The exercise we did in thematic visualization was really helpful for me. This is how I came up with my beautiful Venn diagram. =) It helps me understand my research in terms of thematic integration, rather than chronology or some other organizational method. Below, I've chosen a few of the readings I've found so far to inform my research. I locate each of them at the intersections of my primary themes. The body of work I intend to produce will be situated at the interstices of all three themes, thus "filling the gap" and fulfilling an unmet need in terms of research and practice.
"Of Shit and the Soul: Tropes of Cybernetic Disembodiment in Contemporary Culture" by Allison Muri
Synopsis: Muri examines the ways in which scholars have analyzed the influence of new technology on the body and identity, and their tendency to envision a disembodied, posthuman state. She addresses cyberpunk literature and film, as well as influential cyber-theory and suggests that they reinscribe Western Christian narratives about human identity, consciousness, spirit and the body.

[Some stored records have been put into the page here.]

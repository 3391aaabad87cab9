//! The two opposing sides of a match.

/// Side a unit, feature, or player belongs to.
///
/// Neutral objects (obstacles, map decorations) carry `Option<Side>::None`.
#[derive(
    Clone,
    Copy,
    Debug,
    PartialEq,
    Eq,
    PartialOrd,
    Ord,
    Hash,
    strum::Display,
    strum::EnumString,
    strum::AsRefStr,
)]
#[cfg_attr(feature = "serde", derive(serde::Serialize, serde::Deserialize))]
#[strum(serialize_all = "snake_case", ascii_case_insensitive)]
pub enum Side {
    Rat,
    Mouse,
}

impl Side {
    /// Returns the opposing side.
    pub const fn other(self) -> Self {
        match self {
            Side::Rat => Side::Mouse,
            Side::Mouse => Side::Rat,
        }
    }

    /// Encodes an optional side as a small integer (0 = neutral).
    ///
    /// Used by the state digest and by map loaders that store sides as numbers.
    pub const fn to_index(side: Option<Side>) -> u8 {
        match side {
            None => 0,
            Some(Side::Rat) => 1,
            Some(Side::Mouse) => 2,
        }
    }

    /// Inverse of [`Side::to_index`]. Unknown values decode to `None`.
    pub const fn from_index(value: u8) -> Option<Side> {
        match value {
            1 => Some(Side::Rat),
            2 => Some(Side::Mouse),
            _ => None,
        }
    }
}

/// One value per side, indexable by [`Side`].
#[derive(Clone, Copy, Debug, Default, PartialEq, Eq, Hash)]
#[cfg_attr(feature = "serde", derive(serde::Serialize, serde::Deserialize))]
pub struct SideMap<T> {
    pub rat: T,
    pub mouse: T,
}

impl<T> SideMap<T> {
    pub const fn new(rat: T, mouse: T) -> Self {
        Self { rat, mouse }
    }

    pub fn from_fn(mut f: impl FnMut(Side) -> T) -> Self {
        Self {
            rat: f(Side::Rat),
            mouse: f(Side::Mouse),
        }
    }

    pub fn iter(&self) -> impl Iterator<Item = (Side, &T)> {
        [(Side::Rat, &self.rat), (Side::Mouse, &self.mouse)].into_iter()
    }
}

impl<T> std::ops::Index<Side> for SideMap<T> {
    type Output = T;

    fn index(&self, side: Side) -> &T {
        match side {
            Side::Rat => &self.rat,
            Side::Mouse => &self.mouse,
        }
    }
}

impl<T> std::ops::IndexMut<Side> for SideMap<T> {
    fn index_mut(&mut self, side: Side) -> &mut T {
        match side {
            Side::Rat => &mut self.rat,
            Side::Mouse => &mut self.mouse,
        }
    }
}

#[cfg(test)]
mod tests {
    use super::*;

    #[test]
    fn other_side_is_involution() {
        assert_eq!(Side::Mouse.other(), Side::Rat);
        assert_eq!(Side::Rat.other(), Side::Mouse);
        assert_eq!(Side::Rat.other().other(), Side::Rat);
    }

    #[test]
    fn index_round_trips() {
        for side in [None, Some(Side::Rat), Some(Side::Mouse)] {
            assert_eq!(Side::from_index(Side::to_index(side)), side);
        }
    }

    #[test]
    fn parses_case_insensitively() {
        assert_eq!("RAT".parse::<Side>().unwrap(), Side::Rat);
        assert_eq!("mouse".parse::<Side>().unwrap(), Side::Mouse);
        assert_eq!(Side::Rat.to_string(), "rat");
    }

    #[test]
    fn side_map_indexes_by_side() {
        let mut map = SideMap::from_fn(|side| side.as_ref().len());
        assert_eq!(map[Side::Rat], 3);
        map[Side::Mouse] += 1;
        assert_eq!(map.mouse, 6);
    }
}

Unlike theorists such as Donna Haraway or artists such as Stelarc (S T E L A R C ' S Site), Muri believes that these cyber cultural texts and theories do a disservice to the embodied subject. Her critique is useful when considering the physical, lived realities of lesbians, particularly in terms of tying theory into the practice of health communication.

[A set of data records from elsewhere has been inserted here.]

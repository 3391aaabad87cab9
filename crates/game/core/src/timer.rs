//! Countdown triggers attached to entities, independent of effects.

use std::collections::BTreeMap;
use std::fmt;
use std::sync::Arc;

use crate::effect::ClearSide;
use crate::engine::{GameManager, TurnChange};
use crate::entity::EntityId;
use crate::error::EngineResult;

#[derive(Clone, Copy, Debug, PartialEq, Eq, PartialOrd, Ord, Hash)]
#[cfg_attr(feature = "serde", derive(serde::Serialize, serde::Deserialize))]
pub struct TimerId(pub u32);

impl fmt::Display for TimerId {
    fn fmt(&self, f: &mut fmt::Formatter<'_>) -> fmt::Result {
        write!(f, "timer#{}", self.0)
    }
}

/// Snapshot of a timer handed to its hooks.
#[derive(Clone, Copy, Debug, PartialEq, Eq)]
pub struct TimerContext {
    pub id: TimerId,
    pub entity: EntityId,
    pub remaining: u32,
}

pub trait TimerBehavior: Send + Sync {
    fn name(&self) -> &'static str;

    /// Fired on every turn boundary while the timer is scheduled.
    fn on_turn_change(
        &self,
        _game: &mut GameManager,
        _timer: TimerContext,
        _change: TurnChange,
    ) -> EngineResult<()> {
        Ok(())
    }

    /// Fired once when the countdown reaches zero. The timer is already gone.
    fn on_timer_over(&self, game: &mut GameManager, timer: TimerContext) -> EngineResult<()>;
}

#[derive(Clone)]
pub struct Timer {
    pub(crate) id: TimerId,
    pub(crate) entity: EntityId,
    pub(crate) clear_side: ClearSide,
    pub(crate) duration: u32,
    pub(crate) behavior: Arc<dyn TimerBehavior>,
}

impl Timer {
    pub fn id(&self) -> TimerId {
        self.id
    }

    pub fn entity(&self) -> EntityId {
        self.entity
    }

    pub fn clear_side(&self) -> ClearSide {
        self.clear_side
    }

    /// Countdown boundaries left.
    pub fn duration(&self) -> u32 {
        self.duration
    }

    pub fn name(&self) -> &'static str {
        self.behavior.name()
    }

    pub(crate) fn context(&self) -> TimerContext {
        TimerContext {
            id: self.id,
            entity: self.entity,
            remaining: self.duration,
        }
    }
}

impl fmt::Debug for Timer {
    fn fmt(&self, f: &mut fmt::Formatter<'_>) -> fmt::Result {
        f.debug_struct("Timer")
            .field("id", &self.id)
            .field("entity", &self.entity)
            .field("name", &self.name())
            .field("clear_side", &self.clear_side)
            .field("duration", &self.duration)
            .finish()
    }
}

/// Timer storage in scheduling order.
#[derive(Clone, Debug, Default)]
pub struct TimerArena {
    timers: BTreeMap<TimerId, Timer>,
    next_id: u32,
}

impl TimerArena {
    pub(crate) fn insert(
        &mut self,
        entity: EntityId,
        clear_side: ClearSide,
        duration: u32,
        behavior: Arc<dyn TimerBehavior>,
    ) -> TimerId {
        let id = TimerId(self.next_id);
        self.next_id += 1;
        self.timers.insert(
            id,
            Timer {
                id,
                entity,
                clear_side,
                duration,
                behavior,
            },
        );
        id
    }

    pub fn get(&self, id: TimerId) -> Option<&Timer> {
        self.timers.get(&id)
    }

    pub(crate) fn get_mut(&mut self, id: TimerId) -> Option<&mut Timer> {
        self.timers.get_mut(&id)
    }

    pub(crate) fn remove(&mut self, id: TimerId) -> Option<Timer> {
        self.timers.remove(&id)
    }

    pub fn iter(&self) -> impl Iterator<Item = &Timer> {
        self.timers.values()
    }

    pub fn len(&self) -> usize {
        self.timers.len()
    }

    pub fn is_empty(&self) -> bool {
        self.timers.is_empty()
    }

    pub(crate) fn ids(&self) -> Vec<TimerId> {
        self.timers.keys().copied().collect()
    }

    pub(crate) fn discard_entity(&mut self, entity: EntityId) -> usize {
        let before = self.timers.len();
        self.timers.retain(|_, timer| timer.entity != entity);
        before - self.timers.len()
    }
}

Synopsis: This study demonstrates the efficacy of a digital media smoking cessation intervention, Happy Ending (HE), over a 44-page self-help booklet. It exemplifies the ways in which new media technologies can be leveraged to communicate and intervene with specific populations in order to improve their health. It demonstrates the strengths of digital media in comparison to print media and face to face intervention, which are both more resource intensive and sometimes less effective.

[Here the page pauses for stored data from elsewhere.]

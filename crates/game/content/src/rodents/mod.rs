//! Built-in rodent templates and their skill resolvers.

pub mod cracker;
pub mod mayo;
pub mod quartermaster;
pub mod ratbert_brewbelly;
pub mod tail_blazer;

use squeak_core::{EngineResult, EntityTemplate, SkillRegistry};

/// Registers every built-in resolver under the name rodent templates use.
pub fn register_skills(registry: &mut SkillRegistry) -> EngineResult<()> {
    registry.register_targeted("stab", tail_blazer::stab)?;
    registry.register_targeted("spear_launching", tail_blazer::spear_launching)?;
    registry.register_targeted("bread_slap", cracker::bread_slap)?;
    registry.register_instant("abandon_bread", cracker::abandon_bread)?;
    registry.register_targeted("my_body", quartermaster::my_body)?;
    registry.register_targeted("my_heart", quartermaster::my_heart)?;
    registry.register_targeted("my_soul", quartermaster::my_soul)?;
    registry.register_targeted("rocket_boost", mayo::rocket_boost)?;
    registry.register_targeted("projectile_vomit", ratbert_brewbelly::projectile_vomit)?;
    Ok(())
}

/// Every built-in rodent, bound against `registry`.
pub fn templates(registry: &SkillRegistry) -> EngineResult<Vec<EntityTemplate>> {
    Ok(vec![
        tail_blazer::template(registry)?,
        cracker::template(registry)?,
        quartermaster::template(registry)?,
        mayo::template(registry)?,
        ratbert_brewbelly::template(registry)?,
    ])
}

"The Search for Peer Advice in Cyberspace: An examination of online teen bulletin boards about health and sexuality"
Synopsis: This study examines the Web behavior of adolescents seeking advice related to health and interpersonal relationships on electronic bulletin boards. Overall, adolescents tended to use the health bulletin boards most frequently to ask questions related to romantic relationships and sexual health. One of the weaknesses of the study is that there were a limited number of questions referring to sexual identity and therefore, gay and lesbian youth may have been underrepresented. Nevertheless, the methods used in this study could be applied to the lesbian community, as they may exhibit similar behaviors, such as anonymous advice seeking, especially in terms of sexuality.
The fields of public health/health communication and new media have been converging in ways that seek to meet the needs of diverse populations. Examples of this new phenomenon are evident in blogs, mashups, photo sharing, podcasts, social network sites, RSS feeds, video games, virtual worlds, and wikis. Some of these are exemplified by the following online resources:
Blogs, podcasts, virtual buttons, posters, videos, etc.:
AIDS.gov and HIVTEST.org
Widgets:
Video/Texting:
Virtual World/Video Games: Second Life and Public Health
Webcast: This is Public Health
Documentary: Gay and Lesbian Health Victoria
Cyberfeminist Art/Theory:
Digital Health and Feminist (Re)visionings of Healing
Online Resource Center:
The Lesbian Health Research Center
This is one of the only online resources that specifically addresses the health concerns of lesbians. Its objectives are to generate research and to provide easily accessible health information to the lesbian community and its allies. While the website references a body of research and houses the center's document, The Importance of Sexual Orientation and Gender Identity in Health Research, a powerful call to action, it is not very user-friendly.
Discussion Questions:
- Does digital culture liberate users from gender, race, age, or sexuality by detaching identity from the body? Or, as Muri suggests, does it merely replicate the existing social order of material culture?
- Muri refutes the proclamation by artist Stelarc that bodies are obsolete, or merely part of a larger machine, but how might these cybernetic imaginings, such as the transcendence of sexual organs, non-reproductive sexual pleasure, and mechanical prostheses (particularly in terms of transgender identity, drag, etc.) -- be helpful in liberating lesbian/queer identity from mundane, physical reality?
- How does the "anxiety of disembodiment," evident in the work of Kroker and Baudrillard, relate to homophobia, particularly in terms of Muri's description of the cyborg as having "divorced reproduction from human emotion" and the technological matrix as threatening "an ancient tradition of love and romance culminating in marriage?"
- How can the paradox in cyborg theory of the simultaneous anxiety over the loss of the body and distaste for the physical functions of the body, inform the use of new media for understanding the queer, embodied subject?